Таков атеист Сократ. И вот каков совратитель юношества. Того юношества, которое он не переставал любить и которому продолжал служить.
Сократ любил юность своего народа в старательно поддерживаемой им красоте своего тела. Еще больше он любил эту юность с ее надеждами, с душой еще мягкой, как плодородная пашня, щедро воздающая за доверенные ей семена прилежно обрабатывающему ее землепашцу. Семена мужества, справедливости, умеренности и мудрости, с которых Сократ не собрал земного урожая. Но не слишком ли лелеял он эту юность и не восстановило ли это его против традиции?
Без сомнения. Потому что Сократ — подлинный воспитатель, а ни один юноша не вступает в жизнь без душевного перелома. Сократ хочет воспитать свой народ, подвести его к сознанию его собственного блага, к пониманию опасностей и благородному выбору. Он хочет освободить его от рабского подчинения готовым мнениям, чтобы сделать его вольным служителем строго проверенной истины. Он хочет извлечь его из младенческого состояния, когда мысли и действия обусловлены подражанием или принуждением, и превратить его в народ мужей, способных действовать разумно и избирать путь добродетели не из страха перед законом и властью (или богами, служащими им же), но из твердого знания того, что счастье и добродетель — это одно и то же.

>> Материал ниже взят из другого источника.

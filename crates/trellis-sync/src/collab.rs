//! Collaborator seams: per-language analyzer, semantic index, and durable
//! storage. Implementations are injected into the updater at construction.

use std::collections::HashMap;
use std::path::{Path, PathBuf};
use std::sync::{Arc, Mutex};

use async_trait::async_trait;
use serde::{Deserialize, Serialize};
use trellis_core::{Edge, Error, GraphIndex, Node, Result};

/// What the external analyzer produced for one file.
#[derive(Debug, Clone, Default, Serialize, Deserialize)]
pub struct FileAnalysis {
    pub nodes: Vec<Node>,
    /// Outgoing edges derived from this file's content.
    #[serde(default)]
    pub edges: Vec<Edge>,
}

/// Per-language analysis, performed by an external collaborator.
#[async_trait]
pub trait FileAnalyzer: Send + Sync {
    /// Analyze one file into nodes and outgoing edges. `DecodeError` marks
    /// an unreadable or binary file; the updater recovers by skipping it.
    async fn analyze(&self, path: &Path) -> Result<FileAnalysis>;
}

/// Analyzer backed by a prepared map. CLI runs feed it from a JSON file;
/// tests build it inline. Paths it does not know are decode failures,
/// the same way a binary file would be.
pub struct MapAnalyzer {
    files: HashMap<PathBuf, FileAnalysis>,
}

impl MapAnalyzer {
    pub fn new(files: HashMap<PathBuf, FileAnalysis>) -> Self {
        MapAnalyzer { files }
    }
}

#[async_trait]
impl FileAnalyzer for MapAnalyzer {
    async fn analyze(&self, path: &Path) -> Result<FileAnalysis> {
        self.files.get(path).cloned().ok_or_else(|| {
            Error::DecodeError(format!("no analysis available for '{}'", path.display()))
        })
    }
}

/// External semantic index, told which nodes appeared and disappeared
/// after a commit. Best-effort: the updater logs failures and moves on.
#[async_trait]
pub trait SemanticIndex: Send + Sync {
    async fn notify(&self, added: &[String], removed: &[String]) -> Result<()>;
}

/// Index that ignores notifications.
pub struct NoopIndex;

#[async_trait]
impl SemanticIndex for NoopIndex {
    async fn notify(&self, _added: &[String], _removed: &[String]) -> Result<()> {
        Ok(())
    }
}

/// Durable node/edge storage driven through explicit transactions.
///
/// Contract: `delete_nodes_in_file` also deletes every edge touching the
/// deleted nodes. That is what keeps committed state free of dangling
/// references. All operations are idempotent upserts/deletes so a retry
/// after a TTL takeover is safe.
#[async_trait]
pub trait GraphStorage: Send + Sync {
    async fn begin(&self) -> Result<Box<dyn StorageTransaction>>;
}

/// One open transaction. Either `commit` or `rollback` consumes it; work
/// left uncommitted when it drops must not become visible.
#[async_trait]
pub trait StorageTransaction: Send {
    async fn upsert_node(&mut self, node: &Node) -> Result<()>;
    async fn delete_node(&mut self, fqn: &str) -> Result<()>;
    async fn delete_nodes_in_file(&mut self, path: &Path) -> Result<()>;
    async fn drop_outgoing_edges(&mut self, fqn: &str) -> Result<()>;
    async fn insert_edge(&mut self, edge: &Edge) -> Result<()>;
    async fn commit(self: Box<Self>) -> Result<()>;
    async fn rollback(self: Box<Self>) -> Result<()>;
}

/// In-memory storage for tests and offline CLI runs. The transaction works
/// on a private clone and publishes it atomically at commit.
pub struct InMemoryStorage {
    committed: Arc<Mutex<GraphIndex>>,
}

impl InMemoryStorage {
    pub fn new() -> Self {
        InMemoryStorage {
            committed: Arc::new(Mutex::new(GraphIndex::new())),
        }
    }

    pub fn node_count(&self) -> usize {
        self.committed.lock().map(|index| index.node_count()).unwrap_or(0)
    }

    pub fn edge_count(&self) -> usize {
        self.committed.lock().map(|index| index.edge_count()).unwrap_or(0)
    }
}

impl Default for InMemoryStorage {
    fn default() -> Self {
        Self::new()
    }
}

#[async_trait]
impl GraphStorage for InMemoryStorage {
    async fn begin(&self) -> Result<Box<dyn StorageTransaction>> {
        let staged = self
            .committed
            .lock()
            .map_err(|_| Error::TransactionFailure("storage mutex poisoned".to_string()))?
            .clone();
        Ok(Box::new(InMemoryTransaction {
            staged,
            committed: Arc::clone(&self.committed),
        }))
    }
}

struct InMemoryTransaction {
    staged: GraphIndex,
    committed: Arc<Mutex<GraphIndex>>,
}

#[async_trait]
impl StorageTransaction for InMemoryTransaction {
    async fn upsert_node(&mut self, node: &Node) -> Result<()> {
        self.staged.upsert_node(node.clone());
        Ok(())
    }

    async fn delete_node(&mut self, fqn: &str) -> Result<()> {
        self.staged.remove_node(fqn);
        Ok(())
    }

    async fn delete_nodes_in_file(&mut self, path: &Path) -> Result<()> {
        self.staged.remove_nodes_in_file(path);
        Ok(())
    }

    async fn drop_outgoing_edges(&mut self, fqn: &str) -> Result<()> {
        self.staged.drop_outgoing_edges(fqn);
        Ok(())
    }

    async fn insert_edge(&mut self, edge: &Edge) -> Result<()> {
        self.staged.insert_edge(edge.clone());
        Ok(())
    }

    async fn commit(self: Box<Self>) -> Result<()> {
        let mut committed = self
            .committed
            .lock()
            .map_err(|_| Error::TransactionFailure("storage mutex poisoned".to_string()))?;
        *committed = self.staged;
        Ok(())
    }

    async fn rollback(self: Box<Self>) -> Result<()> {
        Ok(())
    }
}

Учить этому изо дня в день, отдать этому делу все помыслы жизни, прожитой в лишениях и осмеянной, — это ли называется делать дело совратителя? Но ни Аристофан, ни афинский народ (впрочем, какой народ?) не могли постичь величия задачи, которую взял на себя философ. Тщетно отдавал ей Сократ свои дни. Время еще не настало. Какой бы долгой ни была его жизнь, она не могла тянуться веками, которые нужны были Сократу, чтобы перестать быть раздражающей загадкой и сделаться для людей источником света.
У него осталось одно средство, путь более скорый для достижения цели, чтобы убедить хотя бы нескольких учеников и сразу утвердить свою истину на вечные времена, пока существует человеческий род. Дни его жизни отданы зря, но он еще может отдать свою смерть.